Automation Is the New Compounding Interest

6 July 2026·5 min read

Automation is a bit like compound interest. A single automation that saves your operations manager two hours a week does not feel dramatic in month one. By month twelve it has quietly returned around 100 hours — and unlike an employee's time, that saving does not degrade, take holiday or need a pay rise.

The interesting shift with AI is that the range of workflows that can now be automated has widened dramatically. Anything that involves reading a message, deciding what it means, and doing something in a system is on the table.

The high-leverage places to look first

In the last year we have automated hundreds of workflows across UK businesses. The highest-return ones tend to share four traits:

  1. They happen at least weekly.
  2. They involve moving information between two or more systems.
  3. They have a clear "done" state.
  4. The person doing them today would rather be doing something else.

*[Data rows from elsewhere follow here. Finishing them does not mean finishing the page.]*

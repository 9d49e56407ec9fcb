//! Depth-first traversal with ancestor information.
//!
//! [`walk`] visits nodes in preorder (NLR), [`walk_reverse`] in reverse
//! preorder (NRL). The visitor decides how to go on through the returned
//! [`Action`], and may restructure the tree while it is being walked:
//!
//! - the walker keeps the position of the current node as a path of child
//!   indices from the root instead of holding references into the tree;
//! - the length of a parent's children is re-read on every step of its
//!   sibling loop, so splices made by the visitor are seen immediately;
//! - a visitor that replaced the current node reports where to resume
//!   with [`Action::Resume`], so inserted nodes are neither skipped nor
//!   visited twice.
//!
//! # Example
//!
//! ```rust
//! use hardbreaks_ast::{Node, NodeType};
//! use hardbreaks_core::walk::{Action, walk};
//!
//! let mut tree = Node::new_parent(
//!     NodeType::Paragraph,
//!     vec![Node::text("a"), Node::new_leaf(NodeType::Break), Node::text("b")],
//! );
//!
//! // Drop every break, resuming at the slot the removed node occupied.
//! walk(&mut tree, NodeType::Break, |visit| {
//!     let index = visit.index().unwrap_or_default();
//!     if let Some(children) = visit.parent_mut().and_then(Node::children_mut) {
//!         children.remove(index);
//!     }
//!     Action::Resume(index)
//! });
//!
//! assert_eq!(tree.to_plain_string(), "ab");
//! assert_eq!(tree.children().len(), 2);
//! ```

use hardbreaks_ast::Node;

use crate::node_test::{Check, NodeTest};

/// What the walker should do after a visitor returns.
#[derive(Debug, Clone, Copy, PartialEq, Eq, Default)]
pub enum Action {
    /// Continue traversing as normal, into the node's children.
    #[default]
    Continue,
    /// Do not traverse this node's children.
    Skip,
    /// Stop traversing immediately.
    Exit,
    /// Continue with the sibling at this index.
    ///
    /// Unlike [`Action::Continue`], the children of the node just visited
    /// are not walked. The walker does not descend into the slot the visitor
    /// reported from, since that slot may now hold a different node.
    Resume(usize),
}

impl From<()> for Action {
    fn from(_: ()) -> Self {
        Action::Continue
    }
}

impl From<bool> for Action {
    fn from(keep_going: bool) -> Self {
        if keep_going {
            Action::Continue
        } else {
            Action::Exit
        }
    }
}

impl From<usize> for Action {
    fn from(index: usize) -> Self {
        Action::Resume(index)
    }
}

/// The node being visited, with access to its surroundings.
///
/// Lookups go through the index path from the root, so they reflect any
/// change the visitor has already made. After removing the current node,
/// [`Visit::node`] returns whatever now sits in its slot, or `None`.
///
/// A visitor that inserts or removes siblings, the current node included,
/// must say where to go on with [`Action::Resume`]. Returning
/// [`Action::Continue`] descends into whatever now occupies the slot.
pub struct Visit<'t> {
    root: &'t mut Node,
    path: &'t [usize],
}

impl<'t> Visit<'t> {
    /// Child indices leading from the root to this node.
    #[inline]
    pub fn path(&self) -> &[usize] {
        self.path
    }

    /// Index of this node in its parent, `None` for the root.
    #[inline]
    pub fn index(&self) -> Option<usize> {
        self.path.last().copied()
    }

    /// Number of ancestors.
    #[inline]
    pub fn depth(&self) -> usize {
        self.path.len()
    }

    /// The node being visited.
    pub fn node(&self) -> Option<&Node> {
        node_at(&*self.root, self.path)
    }

    /// The node being visited, for mutation.
    pub fn node_mut(&mut self) -> Option<&mut Node> {
        node_at_mut(&mut *self.root, self.path)
    }

    /// The immediate parent, `None` for the root.
    pub fn parent(&self) -> Option<&Node> {
        let (_, parent_path) = self.path.split_last()?;
        node_at(&*self.root, parent_path)
    }

    /// The immediate parent, for mutation.
    pub fn parent_mut(&mut self) -> Option<&mut Node> {
        let (_, parent_path) = self.path.split_last()?;
        node_at_mut(&mut *self.root, parent_path)
    }

    /// Ancestors from the root down to the immediate parent.
    pub fn ancestors(&self) -> Vec<&Node> {
        let mut ancestors = Vec::with_capacity(self.path.len());
        let mut current: &Node = &*self.root;
        for &index in self.path {
            ancestors.push(current);
            match current.children().get(index) {
                Some(child) => current = child,
                None => break,
            }
        }
        ancestors
    }
}

/// Visits `tree` in preorder, calling `visitor` for each node passing `test`.
pub fn walk<F, R>(tree: &mut Node, test: impl Into<NodeTest>, visitor: F)
where
    F: FnMut(&mut Visit<'_>) -> R,
    R: Into<Action>,
{
    Walker::new(test.into().check(), visitor, false).run(tree);
}

/// Visits `tree` in reverse preorder (children right to left).
pub fn walk_reverse<F, R>(tree: &mut Node, test: impl Into<NodeTest>, visitor: F)
where
    F: FnMut(&mut Visit<'_>) -> R,
    R: Into<Action>,
{
    Walker::new(test.into().check(), visitor, true).run(tree);
}

/// Outcome of visiting one subtree.
enum Step {
    Exit,
    Next(Option<usize>),
}

struct Walker<F> {
    check: Check,
    visitor: F,
    reverse: bool,
}

impl<F, R> Walker<F>
where
    F: FnMut(&mut Visit<'_>) -> R,
    R: Into<Action>,
{
    fn new(check: Check, visitor: F, reverse: bool) -> Self {
        Self {
            check,
            visitor,
            reverse,
        }
    }

    fn run(&mut self, tree: &mut Node) {
        let mut path = Vec::new();
        self.step(tree, &mut path);
    }

    fn step(&mut self, root: &mut Node, path: &mut Vec<usize>) -> Step {
        let passes = {
            let tree: &Node = root;
            let Some(node) = node_at(tree, path) else {
                return Step::Next(None);
            };
            let parent = path
                .split_last()
                .and_then(|(_, parent_path)| node_at(tree, parent_path));
            self.check.matches(node, path.last().copied(), parent)
        };

        if passes {
            let mut visit = Visit {
                root: &mut *root,
                path: path.as_slice(),
            };
            match (self.visitor)(&mut visit).into() {
                Action::Continue => {}
                Action::Skip => return Step::Next(None),
                Action::Exit => return Step::Exit,
                Action::Resume(index) => return Step::Next(Some(index)),
            }
        }

        let Some(len) = child_count(root, path) else {
            return Step::Next(None);
        };
        let step: isize = if self.reverse { -1 } else { 1 };
        let mut offset: isize = if self.reverse { len as isize - 1 } else { 0 };

        while let Some(len) = child_count(root, path) {
            if offset < 0 || offset as usize >= len {
                break;
            }

            path.push(offset as usize);
            let result = self.step(root, path);
            path.pop();

            match result {
                Step::Exit => return Step::Exit,
                Step::Next(Some(index)) => offset = index as isize,
                Step::Next(None) => offset += step,
            }
        }

        Step::Next(None)
    }
}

That is your shortlist. Everything else is optional.

The framework

We score each candidate workflow on four axes, out of five:

  • Frequency. How often does it run?
  • Duration. How long does it take a human today?
  • Consistency. How similar is each run?
  • Reversibility. How easy is it to fix if the automation gets it wrong?

Anything scoring 15 or above (out of 20) is worth automating this quarter. Below 10, leave it alone for now — the tooling will get better and cheaper, and it is not worth the engineering time yet.

What the compounding actually looks like

A UK consultancy we work with automated three things: proposal drafting, client onboarding emails, and weekly project reporting. Time saved was roughly:

  • Proposal drafting: 3 hours/week
  • Onboarding: 1.5 hours per new client (about 2 per week on average)
  • Reporting: 4 hours/week

That is 10 hours a week, or roughly 500 hours a year — the equivalent of a quarter of a full-time employee, permanently freed up for higher-margin work. The build cost paid back in six weeks. Everything after that is pure interest.

The mistake almost everyone makes

Companies try to automate the exciting stuff first: sales, marketing campaigns, "the AI strategy". These are visible, so they feel like progress. In practice, the returns come from boring internal plumbing — the accounts inbox, the compliance checklist, the weekly report nobody wants to write.

Start in the basement. Move upstairs later.

FAQ

How much does business automation typically cost?

For a single well-scoped workflow, a UK SME can expect to spend between £2,000 and £10,000 to build and deploy. Payback windows of 6–12 weeks are normal for a decent shortlist.

Do I need in-house engineers to run automations?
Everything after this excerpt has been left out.